Valentines Day has the power to turn generally positive, up-beat people into wallows of negativity. It happens without fail. These people are typically single or newly single and begin to succumb to the negativity rally as soon as the first Valentines Day advertisements appear on television, are heard over the radio or upon seeing displays in stores.
Society has a way of encouraging the "keeping up with the Joneses" mentality which enforces the idea of being less than if you have less than your neighbor. The same applies to love and relationships. Many singles feel inferior or will allow themselves to become negative or even hateful and envious of those close to them or even strangers within their general periphery who seem to have the perfect love. Valentines Day is but an amplifier for these sentiments.
A fact that many singles fail to realize is that love shared between two people is a unique connection that can not be replicated. People can surely fall in love numerous times over the course of their lives but none of those connections is identical to another.
To be covetous of another's love is foolish because it is impossible to have the connection that someone else has with their significant other. Once we acknowledge this, we must then deal with our feelings of loneliness and wanting our own unique connection. We must also be honest with ourselves and differentiate between love and lust, how both influence our emotional impulses and determine which is more important to us in the moment versus long term.

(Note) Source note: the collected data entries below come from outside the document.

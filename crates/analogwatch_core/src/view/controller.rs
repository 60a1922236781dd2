//! Watch-face view state and layout synchronization.

use super::defines::{
    binding, binding_for_part, EMISSION_PRESS, EMISSION_RELEASE, ICON_BINDINGS,
    MAIN_LAYOUT_FILE, MAIN_LAYOUT_GROUP, WINDOW_CONTENT_PART,
};
use super::tap::{IconTapListener, TapSubscription};
use super::ViewError;
use crate::model::badge::IconId;
use crate::model::time::WallClockTime;
use crate::platform::{
    DisplayBackend, LayoutSpec, MessageId, MessagePayload, WatchLayout, WatchWindow,
    WindowOptions,
};
use log::{debug, error, info, warn};
use std::path::PathBuf;

/// Renderer attachment of the view.
///
/// `Uninitialized -> Created -> Destroyed`; `Destroyed` is terminal.
#[derive(Debug, Clone, Copy, PartialEq, Eq)]
pub enum ViewPhase {
    Uninitialized,
    Created,
    Destroyed,
}

/// Inputs resolved by the lifecycle adapter before the view is built.
#[derive(Debug, Clone, PartialEq, Eq)]
pub struct ViewSetup {
    /// Window title, normally the package name.
    pub title: String,
    /// Directory holding `edje/main.edj`.
    pub resource_dir: Option<PathBuf>,
}

/// Single authority over the on-screen representation.
pub struct ViewController<D: DisplayBackend> {
    window: Option<D::Window>,
    layout: Option<D::Layout>,
    width: i32,
    height: i32,
    ambient: bool,
    missed_calls: i32,
    unread_messages: i32,
    tap: TapSubscription,
    phase: ViewPhase,
}

impl<D: DisplayBackend> Default for ViewController<D> {
    fn default() -> Self {
        Self::new()
    }
}

#[derive(Debug, Clone, Copy)]
enum Gesture {
    Press,
    Release,
}

impl<D: DisplayBackend> ViewController<D> {
    pub fn new() -> Self {
        Self {
            window: None,
            layout: None,
            width: 0,
            height: 0,
            ambient: false,
            missed_calls: 0,
            unread_messages: 0,
            tap: TapSubscription::new(),
            phase: ViewPhase::Uninitialized,
        }
    }

    /// Builds the window and main layout sized to `width x height`.
    ///
    /// A window that was created before the layout failed is kept so that
    /// `destroy_view` still releases it; the view then stays inert.
    ///
    /// # Errors
    /// - `InvalidPhase` when a window already exists or the view was destroyed.
    /// - `WindowUnavailable`, `ResourcePathUnavailable`, `LayoutUnavailable`
    ///   for the construction step that failed.
    pub fn create_view(
        &mut self,
        backend: &mut D,
        setup: &ViewSetup,
        width: i32,
        height: i32,
    ) -> Result<(), ViewError> {
        if self.phase != ViewPhase::Uninitialized || self.window.is_some() {
            warn!(
                "event=view_create module=view status=skip phase={:?}",
                self.phase
            );
            return Err(ViewError::InvalidPhase(self.phase));
        }

        self.width = width;
        self.height = height;

        let options = WindowOptions::watch_face(setup.title.as_str(), width, height);
        let window = match backend.create_window(&options) {
            Ok(window) => self.window.insert(window),
            Err(err) => {
                error!(
                    "event=view_create module=view status=error stage=window error={}",
                    err
                );
                return Err(ViewError::WindowUnavailable(err));
            }
        };

        let Some(spec) = main_layout_spec(setup, width, height) else {
            error!("event=view_create module=view status=error stage=resource_path");
            return Err(ViewError::ResourcePathUnavailable);
        };

        let mut layout = match backend.create_layout(window, &spec) {
            Ok(layout) => layout,
            Err(err) => {
                error!(
                    "event=view_create module=view status=error stage=layout file={} error={}",
                    spec.file.display(),
                    err
                );
                return Err(ViewError::LayoutUnavailable(err));
            }
        };

        for icon in &ICON_BINDINGS {
            layout.add_signal_route(EMISSION_PRESS, icon.part);
            layout.add_signal_route(EMISSION_RELEASE, icon.part);
        }

        window.show();
        self.layout = Some(layout);
        self.phase = ViewPhase::Created;
        info!(
            "event=view_create module=view status=ok width={} height={}",
            width, height
        );
        Ok(())
    }

    /// Pushes hour/minute/second to the clock hands in one batched message.
    pub fn set_display_time(&mut self, time: WallClockTime) {
        let Some(layout) = self.attached_layout("set_display_time") else {
            return;
        };
        layout.send_message(
            MessageId::SetTime,
            MessagePayload::IntSet(time.components().to_vec()),
        );
    }

    /// Shows (`false`) or hides (`true`) the seconds hand.
    pub fn toggle_ambient_mode(&mut self, enabled: bool) {
        let Some(layout) = self.attached_layout("toggle_ambient_mode") else {
            return;
        };
        layout.send_message(MessageId::AmbientMode, MessagePayload::Int(i32::from(enabled)));
        self.ambient = enabled;
    }

    /// Stores `count` for `icon` and pushes it to the badge. Negative values
    /// are passed through.
    pub fn set_badge(&mut self, icon: IconId, count: i32) {
        let target = binding(icon);
        let Some(layout) = self.attached_layout("set_badge") else {
            return;
        };
        layout.send_message(target.badge_message, MessagePayload::Int(count));
        match icon {
            IconId::MissedCalls => self.missed_calls = count,
            IconId::UnreadMessages => self.unread_messages = count,
        }
        debug!(
            "event=badge_set module=view status=ok icon={} count={}",
            icon, count
        );
    }

    /// Replaces the icon tap listener.
    pub fn register_icon_tap_callback(&mut self, listener: Box<dyn IconTapListener>) {
        if self.tap.register(listener) {
            debug!("event=tap_listener module=view status=replaced");
        }
    }

    /// Releases the layout, window and tap listener, then moves to
    /// `Destroyed`. Safe to call repeatedly and after a failed creation.
    pub fn destroy_view(&mut self) {
        if self.phase == ViewPhase::Destroyed {
            debug!("event=view_destroy module=view status=skip reason=already_destroyed");
            return;
        }
        let had_window = self.window.is_some();
        drop(self.layout.take());
        drop(self.window.take());
        self.tap.clear();
        self.phase = ViewPhase::Destroyed;
        info!(
            "event=view_destroy module=view status=ok window_released={}",
            had_window
        );
    }

    /// Handles an emission routed from the layout.
    ///
    /// Press emits the press feedback only. Release emits the unpress
    /// feedback and then notifies the tap listener.
    pub fn handle_signal(&mut self, emission: &str, source: &str) {
        let Some(target) = binding_for_part(source) else {
            warn!(
                "event=view_signal module=view status=skip reason=unknown_part source={}",
                source
            );
            return;
        };
        let gesture = match emission {
            EMISSION_PRESS => Gesture::Press,
            EMISSION_RELEASE => Gesture::Release,
            _ => {
                debug!(
                    "event=view_signal module=view status=skip reason=unhandled_emission emission={}",
                    emission
                );
                return;
            }
        };

        if self.phase != ViewPhase::Created {
            error!(
                "event=view_signal module=view status=error reason=invalid_layout phase={:?}",
                self.phase
            );
            return;
        }
        let Some(layout) = self.layout.as_mut() else {
            return;
        };

        match gesture {
            Gesture::Press => layout.emit_signal(target.press_signal, target.part),
            Gesture::Release => {
                layout.emit_signal(target.unpress_signal, target.part);
                if !self.tap.invoke(target.icon) {
                    debug!(
                        "event=icon_tap module=view status=skip reason=no_listener icon={}",
                        target.icon
                    );
                }
            }
        }
    }

    pub fn phase(&self) -> ViewPhase {
        self.phase
    }

    pub fn is_created(&self) -> bool {
        self.phase == ViewPhase::Created
    }

    /// Requested window size as `(width, height)`.
    pub fn size(&self) -> (i32, i32) {
        (self.width, self.height)
    }

    pub fn is_ambient(&self) -> bool {
        self.ambient
    }

    /// Last counter pushed for `icon`.
    pub fn badge(&self, icon: IconId) -> i32 {
        match icon {
            IconId::MissedCalls => self.missed_calls,
            IconId::UnreadMessages => self.unread_messages,
        }
    }

    pub fn has_icon_tap_callback(&self) -> bool {
        self.tap.is_registered()
    }

    fn attached_layout(&mut self, operation: &'static str) -> Option<&mut D::Layout> {
        if self.phase != ViewPhase::Created {
            error!(
                "event={} module=view status=error reason=invalid_layout phase={:?}",
                operation, self.phase
            );
            return None;
        }
        self.layout.as_mut()
    }
}

fn main_layout_spec(setup: &ViewSetup, width: i32, height: i32) -> Option<LayoutSpec> {
    let resource_dir = setup.resource_dir.as_ref()?;
    Some(LayoutSpec {
        file: resource_dir.join(MAIN_LAYOUT_FILE),
        group: MAIN_LAYOUT_GROUP,
        part: WINDOW_CONTENT_PART,
        min_width: width,
        min_height: height,
        width,
        height,
    })
}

In spite of the billion dollar industry of love advice and consultation, I believe there is no better catalyst for attracting love than being positive. Exuding kindness, warmth, sincerity, being grateful ... all of these characteristics will be noticed and sought after in a sea of negativity. Unfortunately, we live in an age and time when gratification--in a general sense--is virtually instant, can be paid for and is typically only a few clicks of a mouse away thus conditioning us to approach love with the same sense of convenience.
Patience is one of the key components to making love last. Logically, if you are incapable of being patient nor happy in your search for love, one could not expect you to be patient with them while supposedly being in love.
So, to all my fellow singles out there, as you go forward, don't succumb to negativity when you are reminded that you do not have a significant other. Find joy in the fact that there are still people around you and in the world who believe in the pursuit of love. Be honest with yourself. If love is what you truly want, believe that there is a unique connection waiting for you, but be willing to be patient.